Sementara itu di dalam mobil Honda Civic hitam, keluarga kecil itu saling berbincang, namun Aulia sedikit merasa aneh.
"Aul, anak laki-laki yang tadi itu siapa? Kok Ibu jarang melihatnya datang ke rumah ya?" Tanya ibu yang kebingungan dengan adanya Kak Rei yang pertama kali datang ke rumah. "Ah itu Kak Rei Bu, dia kakak kelas ku dan juga satu bimbel dengan ku, dia memang baru pertama kali datang ke rumah. Ibu pernah melihatnya?" Aulia bertanya pada ibu yang sepertinya tidak asing begitu melihat wajah Kak Rei tadi.
"Ah itu wajahnya mirip dengan anaknya yang punya Toko Ada Aja, makannya Ibu bertanya padamu tadi." Ibu masih membandingkan wajah kedua orang itu. "Ah memang itu dia Bu. Ngomong-ngomong Ibu tau darimana?" Aulia sangat ingin tau bagaimana ibunya bisa bertemu dengan Kak Rei.

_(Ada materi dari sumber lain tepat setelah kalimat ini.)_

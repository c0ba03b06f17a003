//! # Software MMU
//!
//! A tiny in-memory "RAM" plus a two-level page walk, for running the paging
//! code on a development host.
//!
//! Physical memory is a vector of 4 KiB-aligned frames; physical addresses are
//! byte offsets from 0. While `CR0.PG` is clear, virtual addresses are used as
//! physical addresses. Once it is set, every access walks the directory in
//! CR3 exactly like the hardware would, including the recursive slot.
//!
//! There is no TLB: a changed entry takes effect immediately. CR3 writes are
//! counted so tests can still observe flushes.

use crate::addresses::{PAGE_SIZE, PhysicalAddress, VirtualAddress};
use crate::mmu::Mmu;
use crate::page_table::pd::PdEntry;
use crate::page_table::pt::PtEntry;
use crate::page_table::split_indices;
use alloc::boxed::Box;
use alloc::vec::Vec;
use core::cell::{Cell, UnsafeCell};
use kernel_registers::cr0::Cr0;
use kernel_registers::cr2::Cr2;
use kernel_registers::cr3::Cr3;
use kernel_sync::InterruptControl;

/// A 4 KiB-aligned raw frame.
#[repr(C, align(4096))]
struct Frame([u8; PAGE_SIZE as usize]);

/// Simulated processor: RAM, CR0, CR2 and CR3.
pub struct SoftMmu {
    ram: Box<[UnsafeCell<Frame>]>,
    cr0: Cr0,
    cr2: Cr2,
    cr3: Cr3,
    root_loads: usize,
}

impl SoftMmu {
    /// A machine with `frames` zeroed frames of RAM and paging disabled.
    #[must_use]
    pub fn with_frames(frames: u32) -> Self {
        let ram: Vec<_> = (0..frames)
            .map(|_| UnsafeCell::new(Frame([0; PAGE_SIZE as usize])))
            .collect();
        Self {
            ram: ram.into_boxed_slice(),
            cr0: Cr0::new().with_pe_protection_enable(true),
            cr2: Cr2::default(),
            cr3: Cr3::new(),
            root_loads: 0,
        }
    }

    /// How often CR3 was written.
    #[must_use]
    pub fn root_loads(&self) -> usize {
        self.root_loads
    }

    /// Record `address` in CR2, as the processor does when delivering #PF.
    pub fn raise_fault(&mut self, address: VirtualAddress) {
        self.cr2 = Cr2::from(address);
    }

    /// The hardware page walk.
    ///
    /// Returns `None` where the processor would raise a not-present fault.
    #[must_use]
    pub fn translate(&self, va: VirtualAddress) -> Option<PhysicalAddress> {
        if !self.cr0.pg_paging() {
            return Some(PhysicalAddress::new(va.as_u32()));
        }
        let (dir, index) = split_indices(va);
        let directory = self.cr3.directory_phys();
        let pde = PdEntry::from_raw(self.read_phys_u32(directory + dir.as_usize() as u32 * 4));
        let table = pde.table()?;
        let pte = PtEntry::from_raw(self.read_phys_u32(table.base() + index.as_usize() as u32 * 4));
        let (frame, _) = pte.page()?;
        Some(frame.base() + va.page_offset())
    }

    /// Read a 32-bit word of physical memory.
    ///
    /// # Panics
    /// If `pa` is outside the simulated RAM or not 4-byte aligned.
    #[must_use]
    pub fn read_phys_u32(&self, pa: PhysicalAddress) -> u32 {
        unsafe { *self.phys_ptr::<u32>(pa) }
    }

    /// Write a 32-bit word of physical memory.
    ///
    /// # Panics
    /// If `pa` is outside the simulated RAM or not 4-byte aligned.
    pub fn write_phys_u32(&mut self, pa: PhysicalAddress, value: u32) {
        unsafe { *self.phys_ptr::<u32>(pa) = value }
    }

    fn phys_ptr<T>(&self, pa: PhysicalAddress) -> *mut T {
        let frame = pa.frame().as_u32() as usize;
        let offset = pa.frame_offset() as usize;
        assert!(
            frame < self.ram.len(),
            "physical access at {pa:?} beyond simulated RAM"
        );
        assert!(offset + size_of::<T>() <= PAGE_SIZE as usize);
        assert_eq!(offset % align_of::<T>(), 0, "misaligned access at {pa:?}");
        unsafe { self.ram[frame].get().cast::<u8>().add(offset).cast::<T>() }
    }
}

impl Mmu for SoftMmu {
    type Interrupts = SoftInterrupts;

    fn read_cr0(&self) -> Cr0 {
        self.cr0
    }

    unsafe fn write_cr0(&mut self, value: Cr0) {
        self.cr0 = value;
    }

    fn read_cr2(&self) -> Cr2 {
        self.cr2
    }

    fn read_cr3(&self) -> Cr3 {
        self.cr3
    }

    unsafe fn write_cr3(&mut self, value: Cr3) {
        self.cr3 = value;
        self.root_loads += 1;
    }

    /// # Panics
    /// On an access the hardware would fault on. The paging code must have
    /// resolved the fault before dereferencing.
    unsafe fn virt_to_mut<'a, T>(&self, va: VirtualAddress) -> &'a mut T {
        let Some(pa) = self.translate(va) else {
            panic!("unhandled page fault at {va}");
        };
        unsafe { &mut *self.phys_ptr::<T>(pa) }
    }
}

std::thread_local! {
    static IF_FLAG: Cell<bool> = const { Cell::new(true) };
    static DISABLES: Cell<usize> = const { Cell::new(0) };
}

/// Interrupt flag of the simulated processor (one per host thread).
#[derive(Debug, Copy, Clone, Default)]
pub struct SoftInterrupts;

impl SoftInterrupts {
    pub fn set_enabled(enabled: bool) {
        IF_FLAG.with(|f| f.set(enabled));
    }

    /// How often interrupts were switched off on this thread.
    #[must_use]
    pub fn disable_count() -> usize {
        DISABLES.with(Cell::get)
    }
}

impl InterruptControl for SoftInterrupts {
    fn interrupts_enabled() -> bool {
        IF_FLAG.with(Cell::get)
    }

    fn disable_interrupts() {
        IF_FLAG.with(|f| f.set(false));
        DISABLES.with(|d| d.set(d.get() + 1));
    }

    fn enable_interrupts() {
        IF_FLAG.with(|f| f.set(true));
    }
}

"Kan dia selalu membantu di toko ayahnya, tapi namanya Hanan, kalau temanmu itu kan Rei" Entah kenapa pembahasan nya menjadi berubah fokus kesana.
"Nama lengkapnya kan Rein Hananta Bu, pantas saja dipanggil Hanan. Oiya nama ayahnya itu kalau tidak salah Sodikin Lokananta ya Bu?." Aulia sedikit tersipu mengatakan itu. "Ngomong-ngomong Ibu kok bisa tau dia?"
"Halah Bu, Aulia pasti suka deh sama siapa itu tadi? Anaknya Sodikin Lokakarya?" Belum sempat menyelesaikan pertanyaan itu, Kak Zelfan tiba-tiba menyela. "Ih Kak Zelfan, namanya tu Sodikin Lokananta bukan Lokakarya. Nyebelin banget sih Kak jadi orang." Aulia tambah kesal dengan kakaknya itu, namun semua yang ada di mobil tertawa.
"Ibu sering belanja bahan kue disana, jadi ya sering ketemu. Dia juga pernah mengantar barang di rumah" Jawaban ibu kali ini membuat Aulia sangat senang, karena orang yang dia taksir ternyata sudah pernah datang ke rumahnya. "Beneran Bu? Kok aku nggak pernah lihat ya?" Aulia ingin tau lebih dalam lagi.
"Kamu kan kalau di rumah pasti tidur, jadinya ya nggak tau kalau Hanan datang." Ibu sedikit menyinggung kebiasaan tidur Aulia yang di atas rata-rata orang normal.
"Oiya dia itu juga hafiz Qur'an, setiap belanja kesana pasti banyak ibu-ibu yang menggodanya buat dijadiin menantu." Wajah Aulia memerah kali ini.
"Tapi Ibu tidak pernah mengatakan itu." Seketika wajah Aulia berubah jadi muram dan sedikit kesal setelah mendengar ibunya berkata demikian, sementara itu Kak Zelfan yang menguping terkekeh mendengar hal yang sama. Bagi Aulia, itu seperti membawanya terbang lalu dijatuhkan ke tanah dari ketinggian, sakitnya bukan main. Ternyata lebih sakit ya kalau orang tua yang bilang seperti itu daripada orang lain.
Setelah mengatakan hal itu, ibu Aulia tidur tanpa memikirkan kekesalan anak gadisnya, seperti tidak terjadi apa-apa diantara mereka semua. Sepertinya sikap ibu yang seperti inj menurun pada semua anaknya. Ngomong nya memang sedikit tapi membuat hati orang terluka.